• Problem requirements
Lines holding the string "command" are the ones to copy; find them all in the data.

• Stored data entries
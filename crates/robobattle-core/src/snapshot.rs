//! Immutable per-tick copies of battle state for observers.
//!
//! A [`TurnSnapshot`] is captured once per completed tick, after the command
//! bridge has been drained. It owns plain data only, so observers may keep
//! it, send it to another thread or serialize it.
//!
//! # Example
//!
//! ```
//! use robobattle_core::registry::{ContestantEntry, Registry};
//! use robobattle_core::snapshot::TurnSnapshot;
//!
//! let registry = Registry::new(&[ContestantEntry::solo("a"), ContestantEntry::solo("b")]);
//! let snapshot = TurnSnapshot::capture(&registry, 0, 12);
//!
//! assert_eq!(snapshot.time, 12);
//! assert_eq!(snapshot.robots.len(), 2);
//! assert!(snapshot.bullets.is_empty());
//! ```

use glam::DVec2;
use serde::{Deserialize, Serialize};

use crate::command::DebugMark;
use crate::entity::{
    BulletId, BulletPeer, BulletState, PaintFlags, RobotId, RobotPeer, RobotState, TeamId,
};
use crate::program::RobotEvent;
use crate::registry::Registry;
use crate::scoring::ScoreBreakdown;

/// One robot at the end of a tick.
#[derive(Debug, Clone, PartialEq, Serialize, Deserialize)]
pub struct RobotSnapshot {
    /// Robot ID
    pub id: RobotId,
    /// Unique robot name
    pub name: String,
    /// Team, if any
    pub team: Option<TeamId>,
    /// Life state
    pub state: RobotState,
    /// Center position
    pub position: DVec2,
    /// Body heading in radians
    pub heading: f64,
    /// Gun heading in radians
    pub gun_heading: f64,
    /// Radar heading in radians
    pub radar_heading: f64,
    /// Velocity along the body heading
    pub velocity: f64,
    /// Energy
    pub energy: f64,
    /// Gun heat
    pub gun_heat: f64,
    /// Turns skipped this round
    pub skipped_turns: u32,
    /// Painting switches
    pub paint: PaintFlags,
    /// Debug graphics, present only while painting is enabled
    pub debug_marks: Vec<DebugMark>,
    /// Console lines written since the previous snapshot
    pub console: Vec<String>,
    /// Events queued for the robot's next turn
    pub events: Vec<RobotEvent>,
    /// Score so far this round
    pub score: ScoreBreakdown,
}

impl RobotSnapshot {
    fn capture(robot: &RobotPeer) -> Self {
        Self {
            id: robot.id(),
            name: robot.name().to_string(),
            team: robot.team(),
            state: robot.state(),
            position: robot.position(),
            heading: robot.heading(),
            gun_heading: robot.gun_heading(),
            radar_heading: robot.radar_heading(),
            velocity: robot.velocity(),
            energy: robot.energy(),
            gun_heat: robot.gun_heat(),
            skipped_turns: robot.skipped_turns(),
            paint: robot.paint(),
            debug_marks: robot.debug_marks().to_vec(),
            console: robot.console().drain(),
            events: robot.pending_events().to_vec(),
            score: *robot.statistics().round(),
        }
    }
}

/// One bullet at the end of a tick.
#[derive(Debug, Clone, PartialEq, Serialize, Deserialize)]
pub struct BulletSnapshot {
    /// Bullet ID
    pub id: BulletId,
    /// Robot that fired it
    pub owner: RobotId,
    /// Robot it hit, if any
    pub victim: Option<RobotId>,
    /// Position
    pub position: DVec2,
    /// Heading in radians
    pub heading: f64,
    /// Power
    pub power: f64,
    /// Lifecycle state
    pub state: BulletState,
}

impl From<&BulletPeer> for BulletSnapshot {
    fn from(bullet: &BulletPeer) -> Self {
        Self {
            id: bullet.id(),
            owner: bullet.owner(),
            victim: bullet.victim(),
            position: bullet.position(),
            heading: bullet.heading(),
            power: bullet.power(),
            state: bullet.state(),
        }
    }
}

/// Point-in-time copy of the battle after one tick.
#[derive(Debug, Clone, PartialEq, Serialize, Deserialize)]
pub struct TurnSnapshot {
    /// Zero-based round
    pub round: u32,
    /// Tick within the round
    pub time: u64,
    /// Every robot, in ID order
    pub robots: Vec<RobotSnapshot>,
    /// Bullets in the active set
    pub bullets: Vec<BulletSnapshot>,
}

impl TurnSnapshot {
    /// Copies the registry state. Console buffers are drained into the
    /// snapshot, so each console line appears in exactly one snapshot.
    #[must_use]
    pub fn capture(registry: &Registry, round: u32, time: u64) -> Self {
        Self {
            round,
            time,
            robots: registry.robots().iter().map(RobotSnapshot::capture).collect(),
            bullets: registry.bullets().iter().map(BulletSnapshot::from).collect(),
        }
    }

    /// Robot by ID.
    #[must_use]
    pub fn robot(&self, id: RobotId) -> Option<&RobotSnapshot> {
        self.robots.get(id.index())
    }

    /// Robots still alive.
    pub fn alive(&self) -> impl Iterator<Item = &RobotSnapshot> {
        self.robots.iter().filter(|r| r.state == RobotState::Active)
    }
}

• Task output
//! A [`TurnSnapshot`] is captured once per completed tick, after the command
use crate::command::DebugMark;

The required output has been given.